## [Work to be completed]
Reading the listing that follows, count the lines where "ResultsComparison" appears, and answer with only that count.
Data for analysis section start
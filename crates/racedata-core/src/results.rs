use std::cmp::Ordering;
use std::collections::HashMap;

use polars::prelude::*;
use racedata_parser::{
    column_names, driver_key_value, normalize, parse_i64_cell, string_column, CanonicalField,
    DetectedColumn, SchemaError, DRIVER_KEY,
};
use serde::Serialize;
use tracing::{info, warn};

use crate::error::{EngineError, Result};
use crate::resolver::ArtifactResolver;
use crate::summary::OFFICIAL_RESULTS_PATTERN;

pub const PROVISIONAL_RESULTS_PATTERN: &str = "*Provisional*Results*";

/// Which cars a comparison keeps.
#[derive(Debug, Clone, Copy, PartialEq, Eq, Default, Serialize)]
#[serde(rename_all = "lowercase")]
pub enum JoinMode {
    /// Every car from either side; the missing side's position is null.
    #[default]
    Outer,
    /// Only cars classified in both result sets.
    Inner,
}

impl JoinMode {
    pub fn as_str(&self) -> &'static str {
        match self {
            JoinMode::Outer => "outer",
            JoinMode::Inner => "inner",
        }
    }
}

#[derive(Debug, Clone, PartialEq, Serialize)]
pub struct PositionChange {
    pub number: String,
    pub vehicle: Option<String>,
    pub provisional_pos: Option<i64>,
    pub official_pos: Option<i64>,
    /// `provisional_pos - official_pos`: positive when the car moved up in the official
    /// classification.
    pub position_change: Option<i64>,
}

#[derive(Debug, Clone, PartialEq, Serialize)]
pub struct ResultsComparison {
    pub driver_key: DetectedColumn,
    pub join: JoinMode,
    pub entries: Vec<PositionChange>,
}

pub fn compare(
    resolver: &ArtifactResolver,
    track: &str,
    race: &str,
    join: JoinMode,
) -> Result<ResultsComparison> {
    let (provisional_artifact, provisional_raw) =
        resolver.load(track, race, PROVISIONAL_RESULTS_PATTERN)?;
    let (_, official_raw) = resolver.load(track, race, OFFICIAL_RESULTS_PATTERN)?;
    let provisional = normalize(provisional_raw)?;
    let official = normalize(official_raw)?;

    let context = format!(
        "{}/{} provisional vs official results",
        provisional_artifact.track, provisional_artifact.race
    );
    let comparison =
        compare_frames(&provisional, &official, join, &context).map_err(|source| {
            EngineError::Schema {
                track: provisional_artifact.track.clone(),
                race: provisional_artifact.race.clone(),
                source,
            }
        })?;

    info!(
        track = %provisional_artifact.track,
        race = %provisional_artifact.race,
        join = comparison.join.as_str(),
        driver_key = %comparison.driver_key.column,
        entries = comparison.entries.len(),
        "results reconciled"
    );
    Ok(comparison)
}

/// Joins two normalized result tables on the first driver key both of them carry.
///
/// Entries follow join order (provisional rows, then official-only rows) before a stable
/// sort on `position_change`, largest first, with nulls last.
pub fn compare_frames(
    provisional: &DataFrame,
    official: &DataFrame,
    join: JoinMode,
    context: &str,
) -> std::result::Result<ResultsComparison, SchemaError> {
    let (driver_key, official_key) = DRIVER_KEY
        .probe_common(provisional, official)
        .ok_or_else(|| {
            SchemaError::new(
                context,
                format!(
                    "no driver_key column common to both tables (tried {}); provisional has [{}]",
                    DRIVER_KEY.candidates.join(", "),
                    column_names(provisional).join(", ")
                ),
                column_names(official),
            )
        })?;

    let provisional_side = ResultSide::new(provisional, &driver_key.column, "provisional");
    let official_side = ResultSide::new(official, &official_key.column, "official");

    let mut entries = Vec::new();
    for (key, provisional_idx) in &provisional_side.order {
        let official_idx = official_side.index.get(key).copied();
        if join == JoinMode::Inner && official_idx.is_none() {
            continue;
        }
        entries.push(entry(
            key,
            Some((&provisional_side, *provisional_idx)),
            official_idx.map(|idx| (&official_side, idx)),
        ));
    }
    if join == JoinMode::Outer {
        for (key, official_idx) in &official_side.order {
            if provisional_side.index.contains_key(key) {
                continue;
            }
            entries.push(entry(key, None, Some((&official_side, *official_idx))));
        }
    }

    entries.sort_by(|a, b| descending_nulls_last(a.position_change, b.position_change));

    Ok(ResultsComparison {
        driver_key,
        join,
        entries,
    })
}

fn entry(
    key: &str,
    provisional: Option<(&ResultSide<'_>, usize)>,
    official: Option<(&ResultSide<'_>, usize)>,
) -> PositionChange {
    let provisional_pos = provisional.and_then(|(side, idx)| side.pos(idx));
    let official_pos = official.and_then(|(side, idx)| side.pos(idx));
    let vehicle = official
        .and_then(|(side, idx)| side.vehicle(idx))
        .or_else(|| provisional.and_then(|(side, idx)| side.vehicle(idx)));

    PositionChange {
        number: key.to_string(),
        vehicle,
        provisional_pos,
        official_pos,
        position_change: provisional_pos.zip(official_pos).map(|(p, o)| p - o),
    }
}

fn descending_nulls_last(a: Option<i64>, b: Option<i64>) -> Ordering {
    match (a, b) {
        (Some(a), Some(b)) => b.cmp(&a),
        (Some(_), None) => Ordering::Less,
        (None, Some(_)) => Ordering::Greater,
        (None, None) => Ordering::Equal,
    }
}

/// One result table keyed by driver, first occurrence winning.
struct ResultSide<'a> {
    order: Vec<(String, usize)>,
    index: HashMap<String, usize>,
    pos: Option<&'a StringChunked>,
    vehicle: Option<&'a StringChunked>,
}

impl<'a> ResultSide<'a> {
    fn new(df: &'a DataFrame, key: &str, side: &'static str) -> Self {
        let mut order = Vec::new();
        let mut index = HashMap::new();

        if let Some(keys) = string_column(df, key) {
            for (idx, cell) in keys.into_iter().enumerate() {
                let Some(value) = driver_key_value(cell) else {
                    warn!(side, row = idx, "result row without driver key skipped");
                    continue;
                };
                if index.contains_key(&value) {
                    warn!(side, driver = %value, "duplicate driver key; keeping first row");
                    continue;
                }
                index.insert(value.clone(), idx);
                order.push((value, idx));
            }
        }

        Self {
            order,
            index,
            pos: string_column(df, CanonicalField::Pos.column_name()),
            vehicle: string_column(df, CanonicalField::Vehicle.column_name()),
        }
    }

    fn pos(&self, idx: usize) -> Option<i64> {
        parse_i64_cell(self.pos?.get(idx))
    }

    fn vehicle(&self, idx: usize) -> Option<String> {
        self.vehicle?.get(idx).map(str::to_string)
    }
}
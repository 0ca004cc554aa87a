// crates/racedata-core/src/error.rs

use std::path::PathBuf;

use racedata_parser::{SchemaError, TableError};
use thiserror::Error;

#[derive(Error, Debug)]
pub enum EngineError {
    #[error("Invalid input: {0}")]
    InvalidInput(String),

    #[error("No files matching pattern '{pattern}' for {track}/{race} in {}", .folder.display())]
    NotFound {
        track: String,
        race: String,
        pattern: String,
        folder: PathBuf,
    },

    #[error(
        "Multiple files found for pattern '{pattern}' for {track}/{race}, please be more specific: {}",
        display_paths(.matches)
    )]
    Ambiguous {
        track: String,
        race: String,
        pattern: String,
        matches: Vec<PathBuf>,
    },

    #[error("Schema error for {track}/{race}: {source}")]
    Schema {
        track: String,
        race: String,
        #[source]
        source: SchemaError,
    },

    #[error("Failed to load {} (pattern '{pattern}'): {source}", .path.display())]
    Load {
        path: PathBuf,
        pattern: String,
        #[source]
        source: TableError,
    },

    #[error("Invalid file pattern '{pattern}': {source}")]
    Pattern {
        pattern: String,
        #[source]
        source: glob::PatternError,
    },

    #[error("File I/O error on {}: {source}", .path.display())]
    Io {
        path: PathBuf,
        #[source]
        source: std::io::Error,
    },

    #[error("Polars operation failed: {0}")]
    Polars(#[from] polars::error::PolarsError),

    #[error("Configuration error: {0}")]
    Config(String),

    #[error("Failed to encode output: {0}")]
    Encode(#[from] serde_json::Error),
}

impl EngineError {
    /// Client-facing conditions: the request named data that is missing, ambiguous or
    /// shaped wrongly, as opposed to a fault in the engine itself.
    pub fn is_client_error(&self) -> bool {
        matches!(
            self,
            EngineError::InvalidInput(_)
                | EngineError::NotFound { .. }
                | EngineError::Ambiguous { .. }
                | EngineError::Schema { .. }
                | EngineError::Pattern { .. }
        )
    }
}

fn display_paths(paths: &[PathBuf]) -> String {
    paths
        .iter()
        .map(|path| path.display().to_string())
        .collect::<Vec<_>>()
        .join(", ")
}

pub type Result<T> = std::result::Result<T, EngineError>;
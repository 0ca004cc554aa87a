use std::fs;
use std::path::PathBuf;

use crate::errors::TableError;
use crate::schema::{
    normalize, normalize_with_report, CanonicalField, DRIVER_KEY, LAP_LOG_CAR, LAP_NUMBER, LAP_TIME,
};
use crate::table::{column_names, read_table, read_table_str, sniff_delimiter, string_column};
use crate::{lap_slot_columns, parse_lap_time, require_lap_slots};

fn fixture_path(path: &str) -> PathBuf {
    PathBuf::from(env!("CARGO_MANIFEST_DIR"))
        .join("tests/data")
        .join(path)
}

fn fixture(path: &str) -> String {
    let full_path = fixture_path(path);
    fs::read_to_string(&full_path)
        .unwrap_or_else(|err| panic!("failed to read fixture {}: {}", full_path.display(), err))
}

#[test]
fn reads_comma_separated_results() {
    let df = read_table(&fixture_path("05_Results_Race1_Official.csv"))
        .expect("official results failed to load");

    assert_eq!(df.height(), 5);
    assert_eq!(df.width(), 10);
    assert_eq!(column_names(&df)[0], "POSITION");

    let best = string_column(&df, "BEST LAP TIME").expect("best lap column missing");
    assert_eq!(best.get(0), Some("1:39.387"));

    let gap = string_column(&df, "FL_LAPNUM").expect("lap number column missing");
    assert_eq!(gap.get(4), None, "empty cells should load as null");
}

#[test]
fn reads_semicolon_export_with_trailing_delimiter() {
    let df = read_table(&fixture_path("03_Provisional_Results_Race2.CSV"))
        .expect("semicolon results failed to load");

    assert_eq!(
        column_names(&df),
        vec!["POS", "NUMBER", "STATUS", "LAPS", "ELAPSED", "BEST_LAP_TIME", "VEHICLE"]
    );
    assert_eq!(df.height(), 3);
    let vehicle = string_column(&df, "VEHICLE").unwrap();
    assert_eq!(vehicle.get(2), Some("Toyota GR86"));
}

#[test]
fn sniffs_delimiter_from_header_only() {
    assert_eq!(sniff_delimiter(b"A;B;C\n1,5;2;3\n"), b';');
    assert_eq!(sniff_delimiter(b"A,B,C\n1;2;3;4;5\n"), b',');
    assert_eq!(sniff_delimiter(b""), b',');
}

#[test]
fn header_only_file_yields_empty_frame() {
    let df = read_table_str("NUMBER,POS,LAPS\n").expect("header only table should load");
    assert_eq!(df.height(), 0);
    assert_eq!(df.width(), 3);
}

#[test]
fn ragged_rows_are_padded_with_nulls() {
    let df = read_table_str("NUMBER,POS,LAPS\n7,1\n8,2,20,extra\n").unwrap();
    let laps = string_column(&df, "LAPS").unwrap();
    assert_eq!(laps.get(0), None);
    assert_eq!(laps.get(1), Some("20"));
}

#[test]
fn rejects_duplicate_headers() {
    let err = read_table(&fixture_path("duplicate_header.csv")).unwrap_err();
    match err {
        TableError::InvalidHeader { message, .. } => {
            assert!(message.contains("NUMBER"), "unexpected message {message}")
        }
        other => panic!("expected InvalidHeader, got {other:?}"),
    }
}

#[test]
fn rejects_empty_file() {
    let err = read_table_str("").unwrap_err();
    assert!(matches!(err, TableError::InvalidHeader { .. }));
}

#[test]
fn missing_file_is_io_error() {
    let err = read_table(&fixture_path("does_not_exist.csv")).unwrap_err();
    assert!(matches!(err, TableError::Io { .. }));
}

#[test]
fn normalizes_vendor_results_columns() {
    let raw = read_table_str(&fixture("05_Results_Race1_Official.csv")).unwrap();
    let (df, renames) = normalize_with_report(raw).expect("normalize failed");

    assert_eq!(
        column_names(&df),
        vec![
            "POS",
            "NUMBER",
            "STATUS",
            "LAPS",
            "ELAPSED",
            "GAP_FIRST",
            "FL_LAPNUM",
            "BEST_LAP_TIME",
            "CLASS",
            "VEHICLE"
        ]
    );
    let canonical: Vec<CanonicalField> = renames.iter().map(|r| r.canonical).collect();
    assert_eq!(
        canonical,
        vec![
            CanonicalField::BestLapTime,
            CanonicalField::Pos,
            CanonicalField::Elapsed
        ]
    );
    assert_eq!(renames[0].source, "BEST LAP TIME");
}

#[test]
fn normalize_is_idempotent() {
    let raw = read_table_str(&fixture("05_Results_Race1_Official.csv")).unwrap();
    let once = normalize(raw).unwrap();
    let (twice, renames) = normalize_with_report(once.clone()).unwrap();

    assert!(renames.is_empty());
    assert!(once.equals_missing(&twice));
}

#[test]
fn normalize_keeps_existing_canonical_column() {
    let raw = read_table_str("POS,POSITION,PLACE,TIME\n1,2,3,1:00.000\n").unwrap();
    let df = normalize(raw).unwrap();

    assert_eq!(column_names(&df), vec!["POS", "POSITION", "PLACE", "ELAPSED"]);
    assert_eq!(string_column(&df, "POS").unwrap().get(0), Some("1"));
}

#[test]
fn first_present_alias_wins() {
    let raw = read_table_str("PLACE,FASTEST_LAP_TIME,BEST LAP\n1,1:40.000,1:39.000\n").unwrap();
    let df = normalize(raw).unwrap();

    assert_eq!(
        column_names(&df),
        vec!["POS", "FASTEST_LAP_TIME", "BEST_LAP_TIME"]
    );
    assert_eq!(
        string_column(&df, "BEST_LAP_TIME").unwrap().get(0),
        Some("1:39.000")
    );
}

#[test]
fn detects_driver_key_and_lap_slots() {
    let df = read_table_str(&fixture("99_Best_10_Laps_By_Driver_Race1.csv")).unwrap();

    let key = DRIVER_KEY.require(&df, "best laps").expect("driver key missing");
    assert_eq!(key.column, "NUMBER");
    assert_eq!(
        lap_slot_columns(&df),
        vec!["BESTLAP_1", "BESTLAP_2", "BESTLAP_3"]
    );

    let slot = string_column(&df, "BESTLAP_2").unwrap();
    assert_eq!(parse_lap_time(slot.get(2)), None);
}

#[test]
fn driver_key_falls_back_through_aliases() {
    let df = read_table_str("NO,BESTLAP_1\n7,1:40.000\n").unwrap();
    assert_eq!(DRIVER_KEY.probe(&df).unwrap().column, "NO");

    let df = read_table_str("CAR,DRIVER_NUMBER,BESTLAP_1\n7,7,1:40.000\n").unwrap();
    assert_eq!(DRIVER_KEY.probe(&df).unwrap().column, "DRIVER_NUMBER");
}

#[test]
fn missing_driver_key_lists_available_columns() {
    let df = read_table_str("DRIVER,BESTLAP_1\n7,1:40.000\n").unwrap();
    let err = DRIVER_KEY.require(&df, "best laps").unwrap_err();

    assert_eq!(err.available, vec!["DRIVER", "BESTLAP_1"]);
    assert!(err.to_string().contains("DRIVER, BESTLAP_1"));
}

#[test]
fn missing_lap_slots_is_schema_error() {
    let df = read_table_str("NUMBER,BESTLAP_1_LAPNUM\n7,4\n").unwrap();
    let err = require_lap_slots(&df, "best laps").unwrap_err();
    assert!(err.message.contains("BESTLAP_"));
}

#[test]
fn common_probe_requires_both_sides() {
    let left = read_table_str("CAR,NUMBER\n1,1\n").unwrap();
    let right = read_table_str("CAR,POS\n1,1\n").unwrap();
    let (on_left, on_right) = DRIVER_KEY.probe_common(&left, &right).unwrap();
    assert_eq!(on_left.column, "CAR");
    assert_eq!(on_right.column, "CAR");
    assert!(LAP_NUMBER.probe_common(&left, &right).is_none());
}

#[test]
fn probes_ignore_column_case() {
    let df = read_table_str("vehicle_number,lap,value\n5,1,90000\n").unwrap();

    let car = LAP_LOG_CAR.require(&df, "lap log").unwrap();
    assert_eq!(car.field, "car");
    assert_eq!(car.column, "vehicle_number");
    assert_eq!(LAP_NUMBER.probe(&df).unwrap().column, "lap");
    assert_eq!(LAP_TIME.probe(&df).unwrap().column, "value");
}

#[test]
fn common_probe_keeps_each_side_spelling() {
    let left = read_table_str("Number,POS\n7,1\n").unwrap();
    let right = read_table_str("NUMBER,POS\n7,2\n").unwrap();

    let (on_left, on_right) = DRIVER_KEY.probe_common(&left, &right).unwrap();
    assert_eq!(on_left.column, "Number");
    assert_eq!(on_right.column, "NUMBER");
}

#[test]
fn driver_key_values_are_canonical_text() {
    use crate::driver_key_value;

    assert_eq!(driver_key_value(Some(" 7 ")).as_deref(), Some("7"));
    assert_eq!(driver_key_value(Some("7.0")).as_deref(), Some("7"));
    assert_eq!(driver_key_value(Some("7.5")).as_deref(), Some("7.5"));
    assert_eq!(driver_key_value(Some("GR-86")).as_deref(), Some("GR-86"));
    assert_eq!(driver_key_value(Some("")), None);
    assert_eq!(driver_key_value(None), None);
}

#[test]
fn infers_numeric_columns_from_text() {
    use crate::infer_numeric_columns;
    use polars::prelude::DataType;

    let df = read_table(&fixture_path("05_Results_Race1_Official.csv")).unwrap();
    let typed = infer_numeric_columns(&df).unwrap();

    assert_eq!(typed.column("POSITION").unwrap().dtype(), &DataType::Int64);
    assert_eq!(typed.column("NUMBER").unwrap().dtype(), &DataType::Int64);
    assert_eq!(typed.column("FL_LAPNUM").unwrap().dtype(), &DataType::Int64);
    assert_eq!(typed.column("BEST LAP TIME").unwrap().dtype(), &DataType::String);
    assert_eq!(typed.column("STATUS").unwrap().dtype(), &DataType::String);
    assert_eq!(typed.width(), df.width());
}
Data for analysis section end
## [Written solution]
4